In recent years, however, DaVinci Resolve has also been gaining an increasing number of features that leverage GPU acceleration. That is why a GeForce RTX 50 series graphics card with NVIDIA Studio drivers can provide an ideal tool for working in DaVinci Resolve—whether you are a professional in the video industry or an advanced hobbyist creator.
Lightning-fast video decoding
In virtually every workflow in DaVinci Resolve, you can take advantage of the GPU’s multimedia engine for video decoding—NVDEC—built directly into the GPU (GeForce RTX 50 series features the sixth generation of the NVDEC engine), provided your source material is in one of the supported formats (such as MPEG2, H.264, HEVC, VP9, AV1). With NVDEC, these formats are decoded at high speed regardless of high resolution—both 4K and 8K are supported. This allows you to work with them directly without needing to create lower-quality proxy files for editing and navigating longer footage. Playback and browsing scenes remain highly responsive even when working with multiple video streams (for example, different camera angles) simultaneously.

NVDEC decoders can also handle 4:2:2 chroma subsampling for H.264 and HEVC formats, and they also decode video with 10-bit and 12-bit color depth. This means they can directly process high-quality professional inputs that use these advanced color formats.

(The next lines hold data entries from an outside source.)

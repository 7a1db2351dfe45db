//! Axum extractors for collection queries and conditional requests

use axum::extract::FromRequestParts;
use axum::http::request::Parts;
use std::convert::Infallible;

use crate::core::error::HateoasError;
use crate::core::etag::IfNoneMatch;
use crate::core::query::CollectionQuery;

/// Extract `offset`, `limit`, `filter` and `sort` from the query string
///
/// Rejects with a 400 when a paging value is not an integer. Field level
/// validation happens later, when the query is compiled for a resource.
///
/// # Example
/// ```rust,ignore
/// async fn list_worlds(query: CollectionQuery) -> Result<Response, HateoasError> {
///     let plan = QueryPlan::compile::<WorldRest>(&query, config.paging())?;
///     ...
/// }
/// ```
impl<S> FromRequestParts<S> for CollectionQuery
where
    S: Send + Sync,
{
    type Rejection = HateoasError;

    async fn from_request_parts(parts: &mut Parts, _state: &S) -> Result<Self, Self::Rejection> {
        let query = parts.uri.query().unwrap_or_default();
        Ok(CollectionQuery::from_query_string(query)?)
    }
}

/// Validators sent with a conditional GET
#[derive(Debug, Clone, Default, PartialEq, Eq)]
pub struct ConditionalRequest {
    pub if_none_match: Option<IfNoneMatch>,
}

impl ConditionalRequest {
    /// Request without validators; always answered in full
    pub fn unconditional() -> Self {
        Self::default()
    }
}

impl<S> FromRequestParts<S> for ConditionalRequest
where
    S: Send + Sync,
{
    type Rejection = Infallible;

    async fn from_request_parts(parts: &mut Parts, _state: &S) -> Result<Self, Self::Rejection> {
        Ok(Self {
            if_none_match: IfNoneMatch::from_headers(&parts.headers),
        })
    }
}

#[cfg(test)]
mod tests {
    use super::*;
    use crate::core::etag::EntityTag;
    use axum::http::{Request, header};

    fn parts(uri: &str, if_none_match: Option<&str>) -> Parts {
        let mut builder = Request::builder().uri(uri);
        if let Some(value) = if_none_match {
            builder = builder.header(header::IF_NONE_MATCH, value);
        }
        builder.body(()).unwrap().into_parts().0
    }

    #[tokio::test]
    async fn test_collection_query_extractor() {
        let mut parts = parts("/api/worlds?offset=2&filter=tenantName%20eq%20ADAMS", None);
        let query = CollectionQuery::from_request_parts(&mut parts, &()).await.unwrap();
        assert_eq!(query.paging.offset, Some(2));
        assert_eq!(query.filter, vec!["tenantName eq ADAMS"]);
    }

    #[tokio::test]
    async fn test_collection_query_rejects_bad_paging() {
        let mut parts = parts("/api/worlds?offset=first", None);
        let err = CollectionQuery::from_request_parts(&mut parts, &()).await.unwrap_err();
        assert_eq!(err.error_code(), "INVALID_QUERY_PARAMETER");
    }

    #[tokio::test]
    async fn test_conditional_request_extractor() {
        let mut without = parts("/api/worlds", None);
        let request = ConditionalRequest::from_request_parts(&mut without, &()).await.unwrap();
        assert_eq!(request, ConditionalRequest::unconditional());

        let mut with = parts("/api/worlds", Some("\"abc\""));
        let request = ConditionalRequest::from_request_parts(&mut with, &()).await.unwrap();
        assert_eq!(
            request.if_none_match,
            Some(IfNoneMatch::Tags(vec![EntityTag::strong("abc")]))
        );
    }
}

Even higher video decompression performance can be achieved by opting for higher-end GeForce models. Mobile and desktop GeForce RTX 5080 and RTX 5090 models include not just a single decoder but a pair of NVDEC engines that can operate in parallel when working with multiple video files. Each engine can independently process a stream at full performance.
High-performance final video export via GPU, in studio quality
GeForce RTX 50 series GPUs feature powerful ninth-generation NVENC video encoders. These can be used in DaVinci Resolve for encoding, delivering significantly higher performance compared to CPU-based compression. You can take advantage not only of H.264 and HEVC compression but also the advanced AV1 format—the latest widely adopted standard.
Higher-end GeForce RTX 50 series models also include multiple NVENC encoders in addition to multiple NVDEC decoders. These engines can be used simultaneously during video compression, working on the same file to increase encoding speed by roughly twofold—or even threefold in the case of the GeForce RTX 5090—compared to using a single engine.
You can also produce output with high-quality 4:2:2 chroma subsampling for further processing. NVENC encoders in GeForce RTX 50 series GPUs directly support encoding into these higher-quality formats.
We tested NVENC-accelerated encoding performance using a GeForce RTX 5080 graphics card with 16 GB of memory for laptops, measuring the time needed for the workload to finish both when running on battery and on AC power. The tests involves exporting 4K (3840 × 2160) video from H.264 again to H.264 format using DaVinci Resolve Studio 20’s native encoder (which uses the Intel Core Ultra 9 275HX CPU) and the NVIDIA encoder which is GPU accelerated.
We used a Gigabyte Aorus Master 16 BYH notebook with an Intel Core Ultra 9 275HX processor (used for software encoding), along with 32 GB of RAM. The test was conducted on Windows 11 with NVIDIA Studio driver version 595.79.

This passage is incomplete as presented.